Key words: Cisplatin, Dipyridamole, Synergism, Tumor cells, Cytotoxicity, IC50

Introduction

Cisplatin has been used to treat different kinds of cancer although toxic side effects are known (1). The antitumor activity of cisplatin involves induction of intra- and interstrand cross-links that severely distort the DNA helix and block replication (1-3). Since cisplatin accumulation is a major determinant of its antitumor activity, modulators of cisplatin accumulation have received much attention.

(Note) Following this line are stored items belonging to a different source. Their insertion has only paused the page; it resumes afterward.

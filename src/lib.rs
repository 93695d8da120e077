//! Evaluation datasets for Icelandic noun-phrase inflection.
//!
//! Lemma lists are filtered for unambiguous inflection, bucketed by corpus
//! frequency (`corpus`), and later combined into adjective+noun examples
//! with their full case/number declension (`generate`). Dictionary,
//! frequency and phrase-inflection services are passed in explicitly.

pub mod corpus;
pub mod data_dir;
pub mod generate;
#[cfg(test)]
mod testutil;
mod trace_init;

use std::io;

pub use beyging_core::{bucket, example, filter, frequency, inflect, lexicon, settings};
pub use trace_init::{init_tracing, TraceGuard};

use beyging_core::bucket::BucketError;
use beyging_core::inflect::InflectError;

#[derive(Debug, thiserror::Error)]
pub enum PipelineError {
    #[error("IO error: {0}")]
    Io(#[from] io::Error),

    #[error("bucket error: {0}")]
    Bucket(#[from] BucketError),

    #[error("inflection error: {0}")]
    Inflect(#[from] InflectError),

    #[error("JSON error: {0}")]
    Json(#[from] serde_json::Error),

    #[error("gave up on bucket {bucket} after {discarded} discarded draws in a row")]
    Exhausted { bucket: usize, discarded: usize },
}
//! Scoring engine: skills, experience and ATS sub-scores plus the weighted overall.

use crate::matching::experience::ExperienceSignal;
use crate::matching::keywords::{extract_job_keywords, KeywordSet, ResumeProfile};
use crate::matching::{validate_job_description, EngineError, EngineSettings};
use crate::models::resume::{non_blank, JobDescription, Resume};

/// Weights of the overall score. Skills heaviest, then ATS, then experience.
#[derive(Debug, Clone, Copy, PartialEq)]
pub struct ScoringWeights {
    pub skills: f64,
    pub ats: f64,
    pub experience: f64,
}

impl Default for ScoringWeights {
    fn default() -> Self {
        Self {
            skills: 0.5,
            ats: 0.3,
            experience: 0.2,
        }
    }
}

/// Points each ATS component contributes; they sum to 100.
#[derive(Debug, Clone, Copy, PartialEq)]
pub struct AtsWeights {
    pub sections: f64,
    pub non_text: f64,
    pub density: f64,
}

impl Default for AtsWeights {
    fn default() -> Self {
        Self {
            sections: 40.0,
            non_text: 20.0,
            density: 40.0,
        }
    }
}

/// Standard sections an ATS looks for, with their share of the sections component.
pub const ATS_SECTIONS: &[(&str, f64)] = &[
    ("summary", 0.25),
    ("experience", 0.25),
    ("education", 0.25),
    ("skills", 0.25),
];

/// Keyword density (job keyword hits per resume content token) that earns full credit.
pub const DENSITY_LOW: f64 = 0.02;
/// Above this, density reads as stuffing and credit decays.
pub const DENSITY_HIGH: f64 = 0.10;
const DENSITY_FLOOR: f64 = 0.5;

#[derive(Debug, Clone, PartialEq)]
pub struct KeywordMatch {
    pub keyword: String,
    pub display: String,
    pub weight: f64,
}

#[derive(Debug, Clone, PartialEq)]
pub struct AtsBreakdown {
    pub sections: f64,
    pub missing_sections: Vec<&'static str>,
    pub non_text: f64,
    pub non_text_elements: u32,
    pub density: f64,
    pub keyword_density: f64,
}

/// Full scoring result, before suggestions are attached.
#[derive(Debug, Clone, PartialEq)]
pub struct ScoreCard {
    pub overall_score: f64,
    pub skills_score: f64,
    pub experience_score: f64,
    pub ats_score: f64,
    pub matched: Vec<KeywordMatch>,
    pub missing: Vec<KeywordMatch>,
    pub job_keyword_weight: f64,
    pub experience: ExperienceSignal,
    pub ats: AtsBreakdown,
}

impl ScoreCard {
    pub fn matched_keywords(&self) -> Vec<String> {
        self.matched.iter().map(|k| k.display.clone()).collect()
    }

    pub fn missing_keywords(&self) -> Vec<String> {
        self.missing.iter().map(|k| k.display.clone()).collect()
    }
}

/// Scores a resume against a job description.
pub fn score(
    resume: &Resume,
    jd: &JobDescription,
    settings: &EngineSettings,
) -> Result<ScoreCard, EngineError> {
    validate_job_description(jd)?;

    let job_keywords = extract_job_keywords(jd);
    let profile = ResumeProfile::build(resume);

    let (matched, missing) = partition_keywords(&job_keywords, &profile);
    let job_keyword_weight = job_keywords.total_weight();
    let skills_raw = if job_keywords.is_empty() {
        100.0
    } else {
        100.0 * matched.iter().map(|k| k.weight).sum::<f64>() / job_keyword_weight
    };

    let experience = ExperienceSignal::read(resume, jd, settings.reference_date);
    let experience_raw = experience.score();

    let ats = ats_breakdown(resume, &job_keywords, &profile, &settings.ats_weights);
    let ats_raw = ats.sections + ats.non_text + ats.density;

    let w = &settings.weights;
    let overall_raw = (w.skills * clamp(skills_raw)
        + w.ats * clamp(ats_raw)
        + w.experience * clamp(experience_raw))
        / (w.skills + w.ats + w.experience);

    Ok(ScoreCard {
        overall_score: round1(overall_raw),
        skills_score: round1(skills_raw),
        experience_score: round1(experience_raw),
        ats_score: round1(ats_raw),
        matched,
        missing,
        job_keyword_weight,
        experience,
        ats,
    })
}

fn partition_keywords(
    job_keywords: &KeywordSet,
    profile: &ResumeProfile,
) -> (Vec<KeywordMatch>, Vec<KeywordMatch>) {
    let (mut matched, mut missing): (Vec<_>, Vec<_>) = job_keywords
        .iter()
        .map(|entry| KeywordMatch {
            keyword: entry.keyword.clone(),
            display: entry.display.clone(),
            weight: entry.weight,
        })
        .partition(|k| profile.has_keyword(&k.keyword));

    matched.sort_by(keyword_order);
    missing.sort_by(keyword_order);
    (matched, missing)
}

/// Descending weight, then case-insensitive display, then key.
fn keyword_order(a: &KeywordMatch, b: &KeywordMatch) -> std::cmp::Ordering {
    b.weight
        .total_cmp(&a.weight)
        .then_with(|| a.display.to_lowercase().cmp(&b.display.to_lowercase()))
        .then_with(|| a.keyword.cmp(&b.keyword))
}

// ────────────────────────────────────────────────────────────────────────────
// ATS heuristic
// ────────────────────────────────────────────────────────────────────────────

fn ats_breakdown(
    resume: &Resume,
    job_keywords: &KeywordSet,
    profile: &ResumeProfile,
    weights: &AtsWeights,
) -> AtsBreakdown {
    let mut sections = 0.0;
    let mut missing_sections = Vec::new();
    for &(section, share) in ATS_SECTIONS {
        if non_blank(section_text(resume, section)).is_some() {
            sections += share * weights.sections;
        } else {
            missing_sections.push(section);
        }
    }

    let non_text = match resume.non_text_elements {
        0 => weights.non_text,
        1..=2 => weights.non_text / 2.0,
        _ => 0.0,
    };

    let content_tokens = profile.tokens.content_token_count();
    let (keyword_density, density) = if content_tokens == 0 {
        (0.0, 0.0)
    } else if job_keywords.is_empty() {
        (0.0, weights.density)
    } else {
        let hits: usize = job_keywords
            .iter()
            .map(|k| profile.tokens.occurrences(&k.keyword))
            .sum();
        let d = hits as f64 / content_tokens as f64;
        (d, weights.density * density_credit(d))
    };

    AtsBreakdown {
        sections,
        missing_sections,
        non_text,
        non_text_elements: resume.non_text_elements,
        density,
        keyword_density,
    }
}

fn section_text<'a>(resume: &'a Resume, section: &str) -> &'a Option<String> {
    match section {
        "summary" => &resume.summary,
        "experience" => &resume.experience,
        "education" => &resume.education,
        _ => &resume.skills,
    }
}

/// Fraction of the density component earned at keyword density `d`.
pub fn density_credit(d: f64) -> f64 {
    if d <= 0.0 {
        0.0
    } else if d < DENSITY_LOW {
        d / DENSITY_LOW
    } else if d <= DENSITY_HIGH {
        1.0
    } else {
        (DENSITY_HIGH / d).max(DENSITY_FLOOR)
    }
}

fn clamp(x: f64) -> f64 {
    x.clamp(0.0, 100.0)
}

/// Clamps to [0, 100] and rounds to one decimal.
pub fn round1(x: f64) -> f64 {
    (clamp(x) * 10.0).round() / 10.0
}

Dipyridamole (DIP) has been used clinically in coronary heart disease for its antiplatelet and vasodilating activities (4,5) and is best known as an inhibitor of membrane nucleoside transport (6). DIP increases the cytotoxicity of several anti-cancer drugs including 5-fluorouracil (7), methotrexate (8,9), adriamycin (10), etoposide (11), doxorubicin and vinblastine (12), and cisplatin (13). Jekunen et al. (13) showed that DIP synergistically enhanced the cytotoxicity of cisplatin in cisplatin-sensitive 2008 human ovarian carcinoma cells by a factor of 4.7, and in the cisplatin-resistant 2008/C13*5.25 subline by a factor of 5.8. In a nude mouse model with human bladder cancer (14), tumor size decreased by 20% when cisplatin was combined with DIP. Using human testicular carcinoma in the same model, complete tumor regression was achieved (14). Barberi-Heyob et al. (15) found that DIP synergistically increased the growth-inhibitory activity of cisplatin in MCF-7 human breast cancer cells. Perussi et al. (16) have studied the potentiation of cisplatin cytotoxicity by DIP in two human breast cancer cells, one of them cisplatin sensitive (MDA/S) and the other cisplatin resistant (MDA/R). In the presence of 30 µM DIP, the IC50 of cisplatin was reduced by 39% for both cell lines. In the MDA/S cells, the cellular accumulation of cisplatin increased by 57 ± 8% in the presence of 30 µM DIP, which did not affect the accumulation of cisplatin in MDA/R. The cited investigators suggested that the enhancement of cisplatin cytotoxicity by DIP in MDA/S cells may be related to a DIP-induced increase in cisplatin accumulation, but the enhanced cytotoxicity in MDA/R cells employs a mechanism that does not involve an increase in the cellular accumulation of cisplatin.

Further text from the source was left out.